Objectives: Cytokines and chemokines contained in conditioned media from human bone marrow-derived mesenchymal stem cells (MSC-CM) promote bone regeneration. We recently reported macrophage phenotype switching towards the anti-inflammatory M2 phenotype induced by MSC-CM and its potential to promote bone regeneration. However, the specific factors in the MSC-CM responsible for this process remain unclear. Monocyte chemoattractant protein (MCP) -1, present in MSC-CM, promotes cell migration and activation of the monocyte-macrophage lineage; therefore, we hypothesized that MCP-1 is a key factor in MSC-CM-induced macrophage phenotype switching. In this study, we aimed to elucidate the effect of MCP-1 on MSC-CM-induced macrophage phenotype switching and subsequent bone regeneration. Methods: MCP-1 was depleted from MSC-CM (depMSC-CM) and used in subsequent experiments. Rat bone marrow macrophages were incubated in MSC-CM or depMSC-CM and expression of macrophage markers was examined in vitro.
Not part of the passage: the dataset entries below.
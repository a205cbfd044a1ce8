//! Response envelope normalization.
//!
//! Resource endpoints wrap their payload as `{ "data": ... }` (paginated lists
//! add `links`/`meta` beside it); auth endpoints return the payload bare. This
//! is the only place that knows about the difference.

use serde_json::Value;

/// Strip a `{ "data": ... }` envelope if the body has a truthy `data` member.
///
/// "Truthy" follows the backend client convention: `null`, `false`, `0`, and
/// `""` do not count as a payload, so an object carrying one of those under
/// `data` is returned unchanged.
pub fn unwrap_envelope(body: Value) -> Value {
    match body {
        Value::Object(mut map) if map.get("data").is_some_and(is_truthy) => {
            map.remove("data").unwrap_or(Value::Null)
        }
        other => other,
    }
}

fn is_truthy(value: &Value) -> bool {
    match value {
        Value::Null => false,
        Value::Bool(b) => *b,
        Value::Number(n) => n.as_f64().is_some_and(|f| f != 0.0),
        Value::String(s) => !s.is_empty(),
        Value::Array(_) | Value::Object(_) => true,
    }
}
In addition, the effect of MSC-CM and depMSC-CM on bone regeneration and macrophage phenotype switching were evaluated using rat calvaria defect model in vivo. Results: MSC-CM enhanced M2 macrophage marker expression in rat bone marrow macrophages compared to those treated with depMSC-CM in vitro. In addition, MSC-CM increased the number of M2 macrophage marker-positive cells in bone defects and enhanced subsequent bone regeneration in a rat calvarial defect model. Conclusions: MCP-1 plays an essential role in MSC-CM-induced macrophage phenotypic switching and subsequent bone regeneration.